== WORK ITEM ==
Taking the line with "assert_eq!(RetCont::decode(c.encode()), c);" as the first and the line with "h.set_num_varargs(co, 2);" as the last, set down exactly every line in that range from the entries below, and no more.
*** SOURCE MATERIAL Section Begins ***
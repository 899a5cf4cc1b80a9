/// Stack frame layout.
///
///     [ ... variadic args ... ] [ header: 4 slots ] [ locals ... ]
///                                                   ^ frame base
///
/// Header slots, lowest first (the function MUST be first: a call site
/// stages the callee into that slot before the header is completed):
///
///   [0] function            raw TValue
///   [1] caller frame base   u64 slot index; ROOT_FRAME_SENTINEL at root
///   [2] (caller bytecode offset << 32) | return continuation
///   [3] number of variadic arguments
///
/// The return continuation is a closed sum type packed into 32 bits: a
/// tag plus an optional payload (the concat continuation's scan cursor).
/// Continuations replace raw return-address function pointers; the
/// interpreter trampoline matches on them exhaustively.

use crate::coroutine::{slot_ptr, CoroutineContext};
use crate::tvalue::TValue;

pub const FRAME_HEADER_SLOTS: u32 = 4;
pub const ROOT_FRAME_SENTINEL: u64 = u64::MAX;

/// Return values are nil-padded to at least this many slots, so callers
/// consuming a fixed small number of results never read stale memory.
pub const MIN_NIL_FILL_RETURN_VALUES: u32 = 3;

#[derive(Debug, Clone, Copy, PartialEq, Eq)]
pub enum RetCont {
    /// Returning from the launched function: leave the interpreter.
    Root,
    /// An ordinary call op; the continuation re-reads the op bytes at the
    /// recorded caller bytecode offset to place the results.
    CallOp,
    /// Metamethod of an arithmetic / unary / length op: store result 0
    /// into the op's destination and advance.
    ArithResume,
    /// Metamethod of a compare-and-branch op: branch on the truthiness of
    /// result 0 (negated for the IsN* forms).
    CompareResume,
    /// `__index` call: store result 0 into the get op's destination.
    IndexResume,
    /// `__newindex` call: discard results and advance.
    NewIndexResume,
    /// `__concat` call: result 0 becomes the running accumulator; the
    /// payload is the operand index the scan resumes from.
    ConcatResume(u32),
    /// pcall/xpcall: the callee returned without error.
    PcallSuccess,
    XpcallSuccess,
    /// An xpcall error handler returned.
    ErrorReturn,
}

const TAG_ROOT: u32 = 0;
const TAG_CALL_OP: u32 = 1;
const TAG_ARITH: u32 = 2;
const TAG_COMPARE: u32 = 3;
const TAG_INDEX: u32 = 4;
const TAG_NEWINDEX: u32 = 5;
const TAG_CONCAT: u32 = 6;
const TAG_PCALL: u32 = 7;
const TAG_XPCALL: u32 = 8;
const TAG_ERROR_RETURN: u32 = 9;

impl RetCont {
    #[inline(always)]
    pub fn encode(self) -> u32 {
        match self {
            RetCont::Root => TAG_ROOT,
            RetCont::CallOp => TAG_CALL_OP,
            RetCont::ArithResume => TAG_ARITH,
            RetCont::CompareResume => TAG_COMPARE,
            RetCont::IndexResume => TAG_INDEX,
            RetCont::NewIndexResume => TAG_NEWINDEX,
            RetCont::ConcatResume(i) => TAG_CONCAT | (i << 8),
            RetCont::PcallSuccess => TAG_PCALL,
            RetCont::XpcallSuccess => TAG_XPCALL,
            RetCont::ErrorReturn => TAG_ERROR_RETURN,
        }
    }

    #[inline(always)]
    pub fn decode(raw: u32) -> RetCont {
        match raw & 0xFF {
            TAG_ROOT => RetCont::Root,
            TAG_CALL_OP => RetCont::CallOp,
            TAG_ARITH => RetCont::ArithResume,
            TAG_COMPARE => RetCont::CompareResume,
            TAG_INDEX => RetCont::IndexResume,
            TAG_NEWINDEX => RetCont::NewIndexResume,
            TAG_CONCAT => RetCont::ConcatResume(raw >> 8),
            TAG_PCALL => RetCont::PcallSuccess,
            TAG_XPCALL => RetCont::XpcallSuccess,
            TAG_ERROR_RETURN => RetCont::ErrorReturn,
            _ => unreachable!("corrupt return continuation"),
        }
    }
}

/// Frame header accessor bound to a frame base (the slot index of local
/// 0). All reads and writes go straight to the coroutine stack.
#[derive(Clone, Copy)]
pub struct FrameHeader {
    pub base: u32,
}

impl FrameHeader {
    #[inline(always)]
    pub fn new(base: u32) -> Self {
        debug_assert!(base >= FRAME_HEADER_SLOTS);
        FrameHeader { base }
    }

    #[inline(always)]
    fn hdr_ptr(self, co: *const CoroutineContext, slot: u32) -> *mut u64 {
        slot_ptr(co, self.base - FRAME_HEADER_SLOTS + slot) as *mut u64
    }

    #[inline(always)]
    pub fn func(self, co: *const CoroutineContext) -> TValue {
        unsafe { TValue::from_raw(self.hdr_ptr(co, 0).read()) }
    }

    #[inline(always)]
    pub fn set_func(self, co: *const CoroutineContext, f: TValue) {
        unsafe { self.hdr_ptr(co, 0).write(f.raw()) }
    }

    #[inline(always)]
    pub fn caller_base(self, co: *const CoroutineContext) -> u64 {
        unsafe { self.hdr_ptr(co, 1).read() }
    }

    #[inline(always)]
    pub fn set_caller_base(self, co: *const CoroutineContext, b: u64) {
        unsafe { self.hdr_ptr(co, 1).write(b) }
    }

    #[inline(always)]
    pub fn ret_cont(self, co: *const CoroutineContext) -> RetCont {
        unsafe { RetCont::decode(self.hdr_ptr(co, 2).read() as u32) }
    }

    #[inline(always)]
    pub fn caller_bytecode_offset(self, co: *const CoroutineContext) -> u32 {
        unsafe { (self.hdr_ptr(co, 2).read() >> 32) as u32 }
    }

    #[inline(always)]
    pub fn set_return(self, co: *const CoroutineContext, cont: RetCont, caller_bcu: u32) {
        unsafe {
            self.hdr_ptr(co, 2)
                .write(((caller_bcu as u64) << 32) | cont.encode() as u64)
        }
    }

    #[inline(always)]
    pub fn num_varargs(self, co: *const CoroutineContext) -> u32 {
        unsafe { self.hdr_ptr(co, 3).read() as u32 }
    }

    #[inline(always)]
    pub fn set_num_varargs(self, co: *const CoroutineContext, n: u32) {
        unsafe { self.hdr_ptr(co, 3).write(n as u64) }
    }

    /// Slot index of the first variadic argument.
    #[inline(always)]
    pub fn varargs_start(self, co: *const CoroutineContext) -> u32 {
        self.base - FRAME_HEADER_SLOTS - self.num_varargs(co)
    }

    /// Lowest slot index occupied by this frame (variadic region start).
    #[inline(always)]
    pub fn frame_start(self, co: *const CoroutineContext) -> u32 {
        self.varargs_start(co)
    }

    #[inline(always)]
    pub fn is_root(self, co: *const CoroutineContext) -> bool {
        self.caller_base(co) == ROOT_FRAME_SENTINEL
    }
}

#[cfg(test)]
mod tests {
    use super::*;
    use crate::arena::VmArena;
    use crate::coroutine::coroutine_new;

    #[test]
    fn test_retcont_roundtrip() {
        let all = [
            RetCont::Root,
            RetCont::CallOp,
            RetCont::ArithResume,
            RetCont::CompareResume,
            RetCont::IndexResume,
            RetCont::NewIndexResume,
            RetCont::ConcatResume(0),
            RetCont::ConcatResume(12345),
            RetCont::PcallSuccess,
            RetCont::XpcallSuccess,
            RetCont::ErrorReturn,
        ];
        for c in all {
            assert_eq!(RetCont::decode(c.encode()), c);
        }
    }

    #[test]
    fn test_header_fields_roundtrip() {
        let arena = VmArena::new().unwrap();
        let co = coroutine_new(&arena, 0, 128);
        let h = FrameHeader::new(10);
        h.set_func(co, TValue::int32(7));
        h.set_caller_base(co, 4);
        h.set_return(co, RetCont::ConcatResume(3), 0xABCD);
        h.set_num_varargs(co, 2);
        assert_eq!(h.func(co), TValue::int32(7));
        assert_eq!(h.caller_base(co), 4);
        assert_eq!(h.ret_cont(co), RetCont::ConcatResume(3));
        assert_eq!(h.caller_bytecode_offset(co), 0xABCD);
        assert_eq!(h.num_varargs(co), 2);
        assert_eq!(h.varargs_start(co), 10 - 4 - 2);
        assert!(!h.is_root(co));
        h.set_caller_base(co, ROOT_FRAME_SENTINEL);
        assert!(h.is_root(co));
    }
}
*** SOURCE MATERIAL Section Ends ***
== TASK OUTPUT ==
            assert_eq!(RetCont::decode(c.encode()), c);
        }
    }

    #[test]
    fn test_header_fields_roundtrip() {
        let arena = VmArena::new().unwrap();
        let co = coroutine_new(&arena, 0, 128);
        let h = FrameHeader::new(10);
        h.set_func(co, TValue::int32(7));
        h.set_caller_base(co, 4);
        h.set_return(co, RetCont::ConcatResume(3), 0xABCD);
        h.set_num_varargs(co, 2);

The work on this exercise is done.